I could've picked some number and shown that the statements do not help to conclude that average is not equal to 1 but that does not mean that they won't for any other set of numbers. If the question was "Is the average of n consecutive integers always equal to 1?" Then by picking some numbers and showing that average is not equal to 1, we could've concluded for sure that the average is not always equal to 1.Statement 1: Average of any even number of consecutive integers will always be the average of the central two numbers, i.e. a fraction.
For example, say we have four consecutive integers: a, (a + 1), (a + 2), and (a + 3)
Average of this four consecutive integers = (4a + 6)/4 = (2a + 3)/2
Which is same as the average of central two numbers = [(a + 1) + (a + 2)]/2 = (2a + 3)/2 = (a + 1.5) --> A fraction
Let's take another example
Say we have ten consecutive integers: a, (a + 1), (a + 2), (a + 3), (a + 4), (a + 5), (a + 6), (a + 7), (a + 8), and (a + 9)
Average of this four consecutive integers = (10a + 45)/10 = (2a + 9)/2
Which is same as the average of central two numbers = [(a + 4) + (a + 5)]/2 = (2a + 9)/2 = (a + 4.5) --> A fraction
The average will always be a fraction as the sum of central two integers will always be odd as they are consecutive integers.
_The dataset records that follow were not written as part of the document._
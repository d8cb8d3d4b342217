//! Transit — direct file-transfer relay.
//!
//! Pairs a sender to a receiver under a transfer ID and streams bytes
//! through a bounded in-memory queue. No payload is ever written to disk.

pub mod error;
pub mod html;
pub mod http;
pub mod metadata;
pub mod store;
pub mod transfer;
pub mod ws;

use axum::{
    routing::{get, put},
    Router,
};
use tower_http::cors::{Any, CorsLayer};
use tower_http::services::ServeDir;
use tower_http::trace::TraceLayer;

pub use http::AppState;
pub use store::{Store, StoreConfig};

/// Assembles the full route table. `static_dir` backs the `/` fallback
/// (spec §6's "Static files mounted at `/`"); `disable_legacy_receive`
/// toggles the deprecated `/receive/<uid>` WebSocket endpoint (spec §9).
pub fn build_router(state: AppState, static_dir: &str, disable_legacy_receive: bool) -> Router {
    let cors = CorsLayer::new().allow_origin(Any).allow_methods(Any).allow_headers(Any);

    let mut app = Router::new()
        .route("/health", get(http::health))
        .route("/robots.txt", get(http::robots))
        .route("/send/:uid", get(ws::send_handler))
        .route("/:uid/:filename", put(http::put_upload))
        .route("/:uid", get(http::get_download))
        .route("/:uid/", get(http::get_download));

    if !disable_legacy_receive {
        app = app.route("/receive/:uid", get(ws::receive_handler));
    }

    app.fallback_service(ServeDir::new(static_dir))
        .layer(cors)
        .layer(TraceLayer::new_for_http())
        .with_state(state)
}
//! 输出 PCM 采样格式定义.

use std::fmt;
use std::str::FromStr;

use crate::HcaError;

/// 输出 PCM 采样格式
///
/// 所有格式均为交错排列 (LRLR...), 多字节格式为小端序.
#[derive(Debug, Clone, Copy, PartialEq, Eq, Hash, Default)]
pub enum SampleFormat {
    /// 无符号 8 位整数
    U8,
    /// 有符号 16 位整数
    S16,
    /// 有符号 24 位整数 (3 字节)
    S24,
    /// 有符号 32 位整数
    #[default]
    S32,
    /// 32 位浮点
    F32,
}

impl SampleFormat {
    /// 每个采样点占用的字节数
    pub const fn bytes_per_sample(&self) -> u32 {
        match self {
            Self::U8 => 1,
            Self::S16 => 2,
            Self::S24 => 3,
            Self::S32 | Self::F32 => 4,
        }
    }

    /// 每个采样点的位数
    pub const fn bits_per_sample(&self) -> u32 {
        self.bytes_per_sample() * 8
    }

    /// 是否为浮点格式
    pub const fn is_float(&self) -> bool {
        matches!(self, Self::F32)
    }
}

impl fmt::Display for SampleFormat {
    fn fmt(&self, f: &mut fmt::Formatter<'_>) -> fmt::Result {
        let name = match self {
            Self::U8 => "u8",
            Self::S16 => "s16",
            Self::S24 => "s24",
            Self::S32 => "s32",
            Self::F32 => "f32",
        };
        write!(f, "{name}")
    }
}

impl FromStr for SampleFormat {
    type Err = HcaError;

    fn from_str(s: &str) -> Result<Self, Self::Err> {
        match s.to_ascii_lowercase().as_str() {
            "u8" | "8" => Ok(Self::U8),
            "s16" | "16" => Ok(Self::S16),
            "s24" | "24" => Ok(Self::S24),
            "s32" | "32" => Ok(Self::S32),
            "f32" | "flt" | "float" | "0" => Ok(Self::F32),
            other => Err(HcaError::InvalidArgument(format!(
                "未知采样格式: {other}"
            ))),
        }
    }
}
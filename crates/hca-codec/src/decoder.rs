//! 解码器 trait 定义.

use hca_core::HcaResult;

use crate::audio_frame::AudioFrame;
use crate::packet::Packet;

/// 解码器 trait
///
/// 解码流程:
/// 1. 调用 `send_packet()` 送入压缩数据
/// 2. 调用 `receive_frame()` 取出解码后的帧
/// 3. 重复以上步骤直到所有数据处理完毕
/// 4. 送入空包 (flush) 后 `receive_frame()` 返回 `Eof`
pub trait Decoder: Send {
    /// 获取解码器名称
    fn name(&self) -> &str;

    /// 送入一个压缩数据包进行解码
    ///
    /// # 返回
    /// - `Ok(())`: 数据包已接受
    /// - `Err(HcaError::NeedMoreData)`: 上一帧尚未取出
    fn send_packet(&mut self, packet: &Packet) -> HcaResult<()>;

    /// 从解码器取出一帧解码数据
    ///
    /// # 返回
    /// - `Ok(frame)`: 成功取出一帧
    /// - `Err(HcaError::NeedMoreData)`: 需要送入更多数据包
    /// - `Err(HcaError::Eof)`: 所有帧已取出
    fn receive_frame(&mut self) -> HcaResult<AudioFrame>;

    /// 刷新解码器, 清空内部状态
    ///
    /// 用于 seek 后重置解码器状态.
    fn flush(&mut self);
}
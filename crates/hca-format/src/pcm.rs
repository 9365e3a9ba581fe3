//! 浮点采样到 PCM 字节的转换.
//!
//! 每个采样先乘以音量并裁剪到 `[-1, 1]`, 再按采样格式量化:
//! - U8: `f * 127 + 128`
//! - S16/S24/S32: `f * (2^(n-1) - 1)`, 小端序
//! - F32: IEEE 754 单精度, 小端序

use std::io::Write;

use byteorder::{LittleEndian, WriteBytesExt};
use hca_core::{HcaResult, SampleFormat};

/// 将交错的浮点采样写为 PCM 字节
pub fn write_samples<W: Write>(
    samples: &[f64],
    format: SampleFormat,
    volume: f64,
    out: &mut W,
) -> HcaResult<()> {
    for &sample in samples {
        let f = (sample * volume).clamp(-1.0, 1.0);
        match format {
            SampleFormat::U8 => out.write_u8((f * 127.0 + 128.0) as u8)?,
            SampleFormat::S16 => out.write_i16::<LittleEndian>((f * 32767.0) as i16)?,
            SampleFormat::S24 => out.write_i24::<LittleEndian>((f * 8_388_607.0) as i32)?,
            SampleFormat::S32 => out.write_i32::<LittleEndian>((f * 2_147_483_647.0) as i32)?,
            SampleFormat::F32 => out.write_f32::<LittleEndian>(f as f32)?,
        }
    }
    Ok(())
}

/// 将交错的浮点采样转换为新的 PCM 缓冲区
pub fn to_pcm_bytes(samples: &[f64], format: SampleFormat, volume: f64) -> HcaResult<Vec<u8>> {
    let mut out = Vec::with_capacity(samples.len() * format.bytes_per_sample() as usize);
    write_samples(samples, format, volume, &mut out)?;
    Ok(out)
}
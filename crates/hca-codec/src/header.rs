//! HCA 文件头解析与修改.
//!
//! 头部结构 (所有多字节字段为大端序):
//! - 0..4: 魔数 `"HCA\0"`, 签名字符最高位可能置位 (加密文件的掩码)
//! - 4: 主版本号, 5: 次版本号
//! - 6..8: 数据偏移 (即头部长度)
//! - 8..: 若干段, 每段以 1~4 字符签名开头, 直到 `pad` 段或数据偏移 - 2
//! - 数据偏移 - 2: 头部 CRC-16
//!
//! [`HcaInfo`] 是对头部字节的一次纯解析结果; 修改头部的操作都遵循
//! "修改字节, 修复校验, 重新解析" 的流程, 返回新的 [`HcaInfo`].

use std::ops::Range;

use encoding_rs::SHIFT_JIS;
use hca_core::crc;
use hca_core::{HcaError, HcaResult};
use log::debug;
use serde::Serialize;

use crate::SAMPLES_PER_FRAME;

/// 头部段类型
#[derive(Debug, Clone, Copy, PartialEq, Eq, Hash)]
pub enum SectionKind {
    /// 基本格式: 声道数, 采样率, 块数
    Fmt,
    /// 压缩参数
    Comp,
    /// 旧版压缩参数
    Dec,
    /// 可变码率参数
    Vbr,
    /// 绝对听阈曲线开关
    Ath,
    /// 循环区间
    Loop,
    /// 加密类型
    Ciph,
    /// 音量调整
    Rva,
    /// 注释 (Shift-JIS)
    Comm,
    /// 填充, 总是最后一段
    Pad,
}

impl SectionKind {
    /// 段签名
    pub const fn signature(&self) -> &'static str {
        match self {
            Self::Fmt => "fmt",
            Self::Comp => "comp",
            Self::Dec => "dec",
            Self::Vbr => "vbr",
            Self::Ath => "ath",
            Self::Loop => "loop",
            Self::Ciph => "ciph",
            Self::Rva => "rva",
            Self::Comm => "comm",
            Self::Pad => "pad",
        }
    }

    /// 由签名识别段类型
    pub fn from_signature(signature: &str) -> Option<Self> {
        Some(match signature {
            "fmt" => Self::Fmt,
            "comp" => Self::Comp,
            "dec" => Self::Dec,
            "vbr" => Self::Vbr,
            "ath" => Self::Ath,
            "loop" => Self::Loop,
            "ciph" => Self::Ciph,
            "rva" => Self::Rva,
            "comm" => Self::Comm,
            "pad" => Self::Pad,
            _ => return None,
        })
    }

    /// 固定长度段的数据部分字节数 (不含 4 字节签名)
    pub const fn payload_len(&self) -> Option<usize> {
        match self {
            Self::Fmt | Self::Comp | Self::Loop => Some(12),
            Self::Dec => Some(8),
            Self::Vbr | Self::Rva => Some(4),
            Self::Ath | Self::Ciph => Some(2),
            Self::Comm | Self::Pad => None,
        }
    }
}

/// `fmt` 段
#[derive(Debug, Clone, Default, PartialEq, Serialize)]
pub struct FormatInfo {
    /// 声道数
    pub channel_count: u32,
    /// 采样率 (Hz)
    pub sampling_rate: u32,
    /// 块 (帧) 数
    pub block_count: u32,
    /// 开头丢弃的采样数
    pub dropped_header: u32,
    /// 结尾丢弃的采样数
    pub dropped_footer: u32,
}

/// `comp` / `dec` 段
#[derive(Debug, Clone, Default, PartialEq, Serialize)]
pub struct CompressionInfo {
    pub min_resolution: u32,
    pub max_resolution: u32,
    pub track_count: u32,
    pub channel_config: u32,
    pub total_band_count: u32,
    pub base_band_count: u32,
    pub stereo_band_count: u32,
    pub hfr_band_count: u32,
    pub bands_per_hfr_group: u32,
    pub reserved1: u32,
    pub reserved2: u32,
}

/// `loop` 段
#[derive(Debug, Clone, Default, PartialEq, Serialize)]
pub struct LoopInfo {
    /// 循环起始块
    pub start: u32,
    /// 循环结束块 (包含)
    pub end: u32,
    /// 起始块开头丢弃的采样数
    pub dropped_header: u32,
    /// 结束块末尾丢弃的采样数
    pub dropped_footer: u32,
}

/// `vbr` 段
#[derive(Debug, Clone, Default, PartialEq, Serialize)]
pub struct VbrInfo {
    pub max_block_size: u32,
    pub noise_level: i32,
}

/// 头部段在文件中的位置
#[derive(Debug, Clone, PartialEq, Eq, Serialize)]
pub struct HeaderSection {
    /// 去掉掩码位的签名
    pub signature: String,
    /// 段的字节范围 (含签名)
    pub range: Range<usize>,
}

/// 解析后的 HCA 文件头
#[derive(Debug, Clone, PartialEq, Serialize)]
pub struct HcaInfo {
    /// 版本号, 如 `"2.0"`
    pub version: String,
    /// 数据偏移 (头部长度)
    pub data_offset: usize,
    pub format: FormatInfo,
    /// 每块字节数
    pub block_size: usize,
    pub comp: CompressionInfo,
    /// `dec` 段的立体声类型
    pub dec_stereo_type: u32,
    pub loop_info: Option<LoopInfo>,
    pub vbr: Option<VbrInfo>,
    /// 是否使用 ATH 曲线
    pub use_ath_curve: bool,
    /// 加密类型 (0 / 1 / 0x38)
    pub cipher: u16,
    /// 音量调整
    pub rva: Option<f32>,
    /// 注释
    pub comment: Option<String>,
    /// 各段的位置, 按出现顺序
    pub sections: Vec<HeaderSection>,
    /// 比特率 (kbps)
    pub kbps: f64,

    // 派生值
    pub hfr_group_count: u32,
    pub full_sample_count: u64,
    pub start_at_sample: u64,
    pub full_end_at_sample: u64,
    pub loop_start_at_sample: u64,
    pub loop_end_at_sample: u64,
    pub end_at_sample: u64,
    pub sample_count: u64,
    /// 所有数据块的总字节数
    pub data_size: usize,
    /// 完整文件字节数
    pub full_size: usize,
}
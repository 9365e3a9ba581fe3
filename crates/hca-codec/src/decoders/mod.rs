//! 解码器实现.

pub mod hca;

pub use hca::HcaDecoder;
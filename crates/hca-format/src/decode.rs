//! HCA 到 WAV 的整文件解码.

use std::sync::Arc;

use bytes::Bytes;
use hca_codec::{AudioFrame, Decoder, HcaDecoder, HcaInfo, MdctTableCache, Packet, SAMPLES_PER_FRAME};
use hca_core::{HcaError, HcaResult, SampleFormat};
use log::{debug, warn};
use rayon::prelude::*;

use crate::crypt::with_offset;
use crate::pcm::write_samples;
use crate::wav::{WavLoop, WavMuxer, WavSpec};

/// 单帧解码失败时的处理方式
#[derive(Debug, Clone, Copy, PartialEq, Eq, Default)]
pub enum FrameErrorPolicy {
    /// 立即返回错误
    #[default]
    Abort,
    /// 记录警告并以静音代替该帧
    Silence,
}

/// 解码参数
#[derive(Debug, Clone, PartialEq)]
pub struct DecodeOptions {
    /// 输出采样格式
    pub sample_format: SampleFormat,
    /// 循环区间额外重复的次数
    pub loop_count: u32,
    /// 音量, 有效范围 `[0, 1]`
    pub volume: f64,
    pub frame_errors: FrameErrorPolicy,
}

impl Default for DecodeOptions {
    fn default() -> Self {
        Self {
            sample_format: SampleFormat::S32,
            loop_count: 0,
            volume: 1.0,
            frame_errors: FrameErrorPolicy::Abort,
        }
    }
}

impl DecodeOptions {
    pub fn new() -> Self {
        Self::default()
    }

    pub fn with_sample_format(mut self, sample_format: SampleFormat) -> Self {
        self.sample_format = sample_format;
        self
    }

    pub fn with_loop_count(mut self, loop_count: u32) -> Self {
        self.loop_count = loop_count;
        self
    }

    pub fn with_volume(mut self, volume: f64) -> Self {
        self.volume = volume;
        self
    }

    pub fn with_frame_errors(mut self, policy: FrameErrorPolicy) -> Self {
        self.frame_errors = policy;
        self
    }

    /// 将音量限制到 `[0, 1]`, NaN 视为 1
    pub fn validated(mut self) -> Self {
        self.volume = if self.volume.is_nan() {
            1.0
        } else {
            self.volume.clamp(0.0, 1.0)
        };
        self
    }
}

/// 解码整个 HCA 文件, 返回 WAV 文件字节
///
/// 文件必须未加密. 只输出 `[起始采样, 结束采样)` 内的采样; 有循环时结束于循环终点,
/// 并在其后追加 `loop_count` 份循环区间.
pub fn decode(data: &[u8], options: &DecodeOptions) -> HcaResult<Vec<u8>> {
    decode_with_cache(data, options, &Arc::new(MdctTableCache::new()))
}

/// 并行解码多个文件, 共享同一个变换表缓存
///
/// 结果与输入一一对应, 单个文件失败不影响其他文件.
pub fn decode_many<T>(inputs: &[T], options: &DecodeOptions) -> Vec<HcaResult<Vec<u8>>>
where
    T: AsRef<[u8]> + Sync,
{
    let cache = Arc::new(MdctTableCache::new());
    inputs
        .par_iter()
        .map(|data| decode_with_cache(data.as_ref(), options, &cache))
        .collect()
}

/// 使用给定的变换表缓存解码
pub fn decode_with_cache(
    data: &[u8],
    options: &DecodeOptions,
    cache: &Arc<MdctTableCache>,
) -> HcaResult<Vec<u8>> {
    let options = options.clone().validated();
    let info = HcaInfo::parse(data)?;
    if info.has_section("ciph") && info.cipher != 0 {
        return Err(HcaError::CipherStateConflict(format!(
            "文件已加密 (类型 0x{:X}), 请先解密",
            info.cipher
        )));
    }
    if data.len() < info.full_size {
        return Err(HcaError::InvalidFormat(format!(
            "文件被截断: 需要 {} 字节, 实际 {} 字节",
            info.full_size,
            data.len(),
        )));
    }
    if options.loop_count > 0 && !info.has_loop() {
        return Err(HcaError::InvalidArgument(
            "文件没有循环区间, 无法重复循环".into(),
        ));
    }

    let channels = info.format.channel_count as usize;
    let sample_bytes = (channels as u64) * u64::from(options.sample_format.bytes_per_sample());
    let loop_part = if info.has_loop() {
        info.loop_sample_count() * sample_bytes
    } else {
        0
    };
    let data_size = sample_bytes * info.sample_count + loop_part * u64::from(options.loop_count);

    let start = info.start_at_sample;
    let end = info.end_at_sample;
    let spec = WavSpec {
        channels: channels as u16,
        sample_rate: info.format.sampling_rate,
        sample_format: options.sample_format,
        comment: info.comment.clone(),
        loop_region: info.loop_info.as_ref().map(|_| WavLoop {
            start: (info.loop_start_at_sample - start) as u32,
            end: (info.loop_end_at_sample - start) as u32,
        }),
    };
    let mut muxer = WavMuxer::new(spec, data_size)?;
    let mut out = Vec::with_capacity(muxer.total_len() as usize);
    muxer.write_header(&mut out)?;
    let data_start = out.len();

    let mut decoder = HcaDecoder::with_cache(&info, cache)?;
    let frame_len = SAMPLES_PER_FRAME as u64;
    let mut pcm = Vec::with_capacity(SAMPLES_PER_FRAME * sample_bytes as usize);

    for i in 0..info.format.block_count as usize {
        let first = i as u64 * frame_len;
        let last = first + frame_len;
        if last <= start || first >= end {
            continue;
        }

        let range = info.block_range(i);
        let packet = Packet {
            data: Bytes::copy_from_slice(&data[range.clone()]),
            block_index: i as u32,
            pts: first as i64,
            pos: range.start as i64,
        };
        let frame = match decode_block(&mut decoder, &packet) {
            Ok(frame) => frame,
            Err(e) if options.frame_errors == FrameErrorPolicy::Silence => {
                warn!("第 {i} 块解码失败, 以静音代替: {e}");
                AudioFrame::silent(frame_len as u32, channels as u32, info.format.sampling_rate)
            }
            Err(e) => return Err(with_offset(e, range.start)),
        };

        // 裁掉起始采样之前和结束采样之后的部分
        let skip = start.saturating_sub(first) as usize;
        let take = (end.min(last) - first) as usize;
        pcm.clear();
        write_samples(
            &frame.samples[skip * channels..take * channels],
            options.sample_format,
            options.volume,
            &mut pcm,
        )?;
        muxer.write_samples(&mut out, &pcm)?;
    }

    if options.loop_count > 0 {
        let pre_loop = (sample_bytes * (info.loop_start_at_sample - start)) as usize;
        let src = data_start + pre_loop;
        let looped = out[src..src + loop_part as usize].to_vec();
        for _ in 0..options.loop_count {
            muxer.write_samples(&mut out, &looped)?;
        }
        debug!("追加 {} 次循环, 每次 {} 字节", options.loop_count, looped.len());
    }

    muxer.write_trailer(&mut out)?;
    Ok(out)
}

fn decode_block(decoder: &mut HcaDecoder, packet: &Packet) -> HcaResult<AudioFrame> {
    decoder.send_packet(packet)?;
    decoder.receive_frame()
}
Hence, the average cannot be equal to 1.
Sufficient
Statement 2: Sum of n integers = s and 0 < s < n ---> 0 < s/n < 1
We know, s is less than n. Hence, the average, i.e. the ratio of s and n cannot be equal to n. This is just saying in words. I have shown it mathematically as 0 < s < n implies 0 < s/n < 1
Hence, average of those n consecutive integers = s/n < 1
Sufficient
Picking number is great for showing exceptions or different scenarios but we can't pick number and prove some general case.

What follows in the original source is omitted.